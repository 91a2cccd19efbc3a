//! Domain types for ARCP: the request/response payloads, independent of
//! their wire encoding.

pub mod module;
pub mod phase;
pub mod pulse;
pub mod sysid;
pub mod sysstat;
pub mod trigger;

pub use module::ModuleType;
pub use phase::{PhaseEntry, PhaseTable};
pub use pulse::{Pulse, PulseCode, PulseSeqEntry, PulseSequence, PulseShape};
pub use sysid::{BsmSysId, Stx2SysId, SysId, SysIdData};
pub use sysstat::{BsmStat, RfCardStat, RfOutputStat, Stx2Stat, SysStat, SysStatData, StxUnitStat};
pub use trigger::TriggerParams;
//! Error types for pylon core.

use thiserror::Error;

/// Result type alias using [`CoreError`].
pub type CoreResult<T> = Result<T, CoreError>;

/// Errors raised while converting foreign values into core types.
#[derive(Debug, Clone, PartialEq, Eq, Error)]
pub enum CoreError {
    /// The text is not a valid correlation identifier.
    #[error("invalid identifier '{value}': {reason}")]
    InvalidId {
        /// The rejected text.
        value: String,
        /// Why it was rejected.
        reason: String,
    },

    /// The integer does not name an event kind.
    #[error("unknown event kind discriminant: {0}")]
    UnknownEventKind(i32),
}

impl CoreError {
    /// Creates a new invalid identifier error.
    pub fn invalid_id(value: impl Into<String>, reason: impl Into<String>) -> Self {
        Self::InvalidId {
            value: value.into(),
            reason: reason.into(),
        }
    }
}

_ _ _ _ _ _ _

= What you are asked to do =
Each record should be returned precisely as written.

= Task answer =
repository 91a2cccd19efbc3a
//! Domain types for ARCP: the request/response payloads, independent of
//! their wire encoding.

pub mod module;
pub mod phase;
pub mod pulse;
pub mod sysid;
pub mod sysstat;
pub mod trigger;

pub use module::ModuleType;
pub use phase::{PhaseEntry, PhaseTable};
pub use pulse::{Pulse, PulseCode, PulseSeqEntry, PulseSequence, PulseShape};
pub use sysid::{BsmSysId, Stx2SysId, SysId, SysIdData};
pub use sysstat::{BsmStat, RfCardStat, RfOutputStat, Stx2Stat, SysStat, SysStatData, StxUnitStat};
pub use trigger::TriggerParams;
//! Error types for pylon core.

use thiserror::Error;

/// Result type alias using [`CoreError`].
pub type CoreResult<T> = Result<T, CoreError>;

/// Errors raised while converting foreign values into core types.
#[derive(Debug, Clone, PartialEq, Eq, Error)]
pub enum CoreError {
    /// The text is not a valid correlation identifier.
    #[error("invalid identifier '{value}': {reason}")]
    InvalidId {
        /// The rejected text.
        value: String,
        /// Why it was rejected.
        reason: String,
    },

    /// The integer does not name an event kind.
    #[error("unknown event kind discriminant: {0}")]
    UnknownEventKind(i32),
}

impl CoreError {
    /// Creates a new invalid identifier error.
    pub fn invalid_id(value: impl Into<String>, reason: impl Into<String>) -> Self {
        Self::InvalidId {
            value: value.into(),
            reason: reason.into(),
        }
    }
}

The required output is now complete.